The design featured two 500cc speedway solo engines mounted behind one another in a tandem arrangement.
When Harris retired from the sport he gave the bike to his long time speedway mechanical and design partner Bill Brown who subsequently rebuilt and lovingly restored the bike to all of its former glory with the help of his grandson Matt Brown.
After having displayed it at various shows around Australia over the past few years, the Brown family have returned the sidecar to Harris to display at his Engel World shop in Midland until late September.
The bike’s presence clearly brings back fond memories for the 75 year-old who spoke glowingly about the professional sport that was the launching pad for a successful life and business career.
Harris still works seven days a week and said that he’s a proud member of the local business community who works in Midland but sleeps in Subiaco.
Harris grew up near the showgrounds and his proximity led to him not only attending the venue from a young age but he also soon became involved in the sport.
Initially a sidecar passenger for a year, Harris switched to riding where he enjoyed great success until retiring in the early 80’s.
During his illustrious career he won over 200 races with sidecar passengers John Watkins, Murray Grant and Andy Bowman.
Included among these victories were the 1970/71 WA state championships and he twice finished second in the Australian best pairs championship in Adelaide in 76/77 and in Launceston during the 77/78 season having previously twice finished third in that division.
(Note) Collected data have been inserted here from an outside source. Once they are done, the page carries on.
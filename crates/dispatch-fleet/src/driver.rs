//! The `Driver` record and its operational status.

use std::fmt;

use dispatch_core::{DriverId, PlanePoint};

// ── DriverStatus ──────────────────────────────────────────────────────────────

/// Operational status of a driver.
///
/// A driver is either **idle** (available for dispatch), **busy** (claimed,
/// moving toward a destination), or **offline** (on the roster but not
/// dispatchable).  Only idle drivers can be claimed; only busy drivers can be
/// rerouted.
#[derive(Copy, Clone, PartialEq, Eq, Hash, Debug)]
#[cfg_attr(feature = "serde", derive(serde::Serialize, serde::Deserialize))]
pub enum DriverStatus {
    Idle,
    Busy,
    Offline,
}

impl fmt::Display for DriverStatus {
    fn fmt(&self, f: &mut fmt::Formatter<'_>) -> fmt::Result {
        let s = match self {
            DriverStatus::Idle    => "idle",
            DriverStatus::Busy    => "busy",
            DriverStatus::Offline => "offline",
        };
        f.write_str(s)
    }
}

// ── Driver ────────────────────────────────────────────────────────────────────

/// A mobile agent on the dispatch plane.
///
/// State mutations go through [`FleetRegistry`][crate::FleetRegistry] (claim,
/// release, reroute, roster changes) or the kinematic simulator (per-tick
/// position and heading while busy).
#[derive(Clone, Debug)]
#[cfg_attr(feature = "serde", derive(serde::Serialize, serde::Deserialize))]
pub struct Driver {
    pub id: DriverId,
    pub name: String,
    pub status: DriverStatus,
    pub position: PlanePoint,

    /// Present iff `status == Busy`.
    pub destination: Option<PlanePoint>,

    /// Direction of travel, pure `atan2` degrees (0° = +x).  Meaningless
    /// while idle or offline; the presentation glyph offset is applied at
    /// the presentation boundary, not stored here.
    pub heading_deg: f32,

    /// Orders currently claimed by this driver.
    pub active_orders: u32,
}

impl Driver {
    /// `true` if this driver can accept a claim.
    #[inline]
    pub fn is_available(&self) -> bool {
        self.status == DriverStatus::Idle
    }

    #[inline]
    pub fn is_busy(&self) -> bool {
        self.status == DriverStatus::Busy
    }
}
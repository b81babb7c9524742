//! Rapport d'exécution de synchronisation
//!
//! Collecte les compteurs d'une exécution — passes, features, recadrages,
//! réconciliations, erreurs par enregistrement — pour l'affichage console et
//! l'export JSON de la commande `replay`.

use std::collections::HashMap;
use std::path::Path;
use std::time::Duration;

use anyhow::Result;
use serde::Serialize;

use crate::session::SyncSummary;

/// Statut global d'une exécution
#[derive(Debug, Clone, Copy, PartialEq, Eq, Serialize)]
pub enum RunStatus {
    /// Aucune erreur par enregistrement en fin d'exécution
    Clean,
    /// Des enregistrements à géométrie inutilisable subsistent
    PartialErrors,
}

/// Rapport complet d'une exécution
#[derive(Debug, Clone, Serialize)]
pub struct SyncReport {
    /// Nom du scénario
    pub scenario: String,

    /// Durée de l'exécution
    pub duration_secs: f64,

    /// Statut global
    pub status: RunStatus,

    // Compteurs globaux
    /// Nombre de passes de synchronisation
    pub passes: usize,

    /// Nombre de passes ayant re-poussé les datasets
    pub refreshes: usize,

    /// Nombre de recadrages de vue
    pub fits: usize,

    /// Nombre de réconciliations d'étiquettes
    pub reconciles: usize,

    /// Nombre de changements de sélection
    pub selection_changes: usize,

    /// Nombre total d'opérations moteur émises
    pub engine_ops: usize,

    /// Features construites par la dernière passe
    pub features_built: usize,

    /// Événements traités, par type
    pub events: HashMap<String, usize>,

    /// Ids en erreur de la dernière passe
    pub error_records: Vec<String>,
}

impl Default for SyncReport {
    fn default() -> Self {
        Self {
            scenario: String::new(),
            duration_secs: 0.0,
            status: RunStatus::Clean,
            passes: 0,
            refreshes: 0,
            fits: 0,
            reconciles: 0,
            selection_changes: 0,
            engine_ops: 0,
            features_built: 0,
            events: HashMap::new(),
            error_records: Vec::new(),
        }
    }
}

impl SyncReport {
    /// Crée un rapport pour un scénario
    pub fn new(scenario: &str) -> Self {
        Self {
            scenario: scenario.to_string(),
            ..Default::default()
        }
    }

    /// Enregistre une passe de synchronisation
    pub fn record_pass(&mut self, summary: &SyncSummary) {
        self.passes += 1;
        if summary.refreshed {
            self.refreshes += 1;
        }
        if summary.fitted {
            self.fits += 1;
        }
        self.features_built = summary.feature_count;
        self.error_records = summary.error_ids.clone();
    }

    /// Enregistre un événement traité
    pub fn record_event(&mut self, name: &str) {
        *self.events.entry(name.to_string()).or_insert(0) += 1;
    }

    /// Enregistre une réconciliation d'étiquettes
    pub fn record_reconcile(&mut self) {
        self.reconciles += 1;
    }

    /// Enregistre un changement de sélection
    pub fn record_selection_change(&mut self) {
        self.selection_changes += 1;
    }

    /// Fixe le nombre total d'opérations moteur
    pub fn set_engine_ops(&mut self, count: usize) {
        self.engine_ops = count;
    }

    /// Fixe la durée de l'exécution
    pub fn set_duration(&mut self, duration: Duration) {
        self.duration_secs = duration.as_secs_f64();
    }

    /// Détermine le statut final
    pub fn finalize(&mut self) {
        self.status = if self.error_records.is_empty() {
            RunStatus::Clean
        } else {
            RunStatus::PartialErrors
        };
    }

    /// Affiche le rapport sur la console
    pub fn display(&self) {
        println!("\n{}", "=".repeat(60));
        println!("SYNC REPORT - {}", self.scenario);
        println!("{}", "=".repeat(60));

        println!("\nStatus: {:?}", self.status);
        println!("Duration: {:.2}s", self.duration_secs);

        println!("\n--- SUMMARY ---");
        println!(
            "Passes: {} ({} refreshes, {} fits)",
            self.passes, self.refreshes, self.fits
        );
        println!(
            "Reconciles: {}, selection changes: {}, engine ops: {}",
            self.reconciles, self.selection_changes, self.engine_ops
        );
        println!("Features built (last pass): {}", self.features_built);

        if !self.events.is_empty() {
            println!("\n--- EVENTS ---");
            let mut events: Vec<_> = self.events.iter().collect();
            events.sort_by_key(|(k, _)| k.as_str());
            for (name, count) in events {
                println!("  {}: {}", name, count);
            }
        }

        if !self.error_records.is_empty() {
            println!("\n--- ERROR RECORDS ({}) ---", self.error_records.len());
            for id in self.error_records.iter().take(20) {
                println!("  {}", id);
            }
            if self.error_records.len() > 20 {
                println!("  ... and {} more", self.error_records.len() - 20);
            }
        }

        println!("\n{}", "=".repeat(60));
    }

    /// Sauvegarde le rapport en JSON
    pub fn save_to_file(&self, path: &Path) -> Result<()> {
        let json = serde_json::to_string_pretty(self)?;
        std::fs::write(path, json)?;
        Ok(())
    }

    /// Résumé compact
    pub fn summary(&self) -> String {
        format!(
            "{}: {} passes, {} refreshes, {} fits, {} error records",
            self.scenario,
            self.passes,
            self.refreshes,
            self.fits,
            self.error_records.len()
        )
    }
}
Originally a motor mechanic Harris credits sidecar racing with being the springboard to everything he has achieved during his life and he used it to supplement his income.
“On a good night you could equal your pay for the week,” he said.
“It was great learning arena, speedway taught me the value of team work, organizational skills, personal discipline, drive and ambition and it helped set me up for life.
“Discipline was the key, if you weren’t disciplined you weren’t going to succeed.
“Back then not only did you have to work full time but you also had to get your own sponsors and run everything yourself.
“Teamwork was essential as you had to work together to balance the bike and to maintain traction.
“Speedway had its drawback as well though as some of the injuries were pretty bad.
“I broke my back, fractured my skull and partially paralysed one side of my face but I don’t have any regrets.
“One time I badly broke my wrist and was unable to operate the bike’s throttle but I just asked Bill to install a foot throttle and rode with a foot throttle for three years.”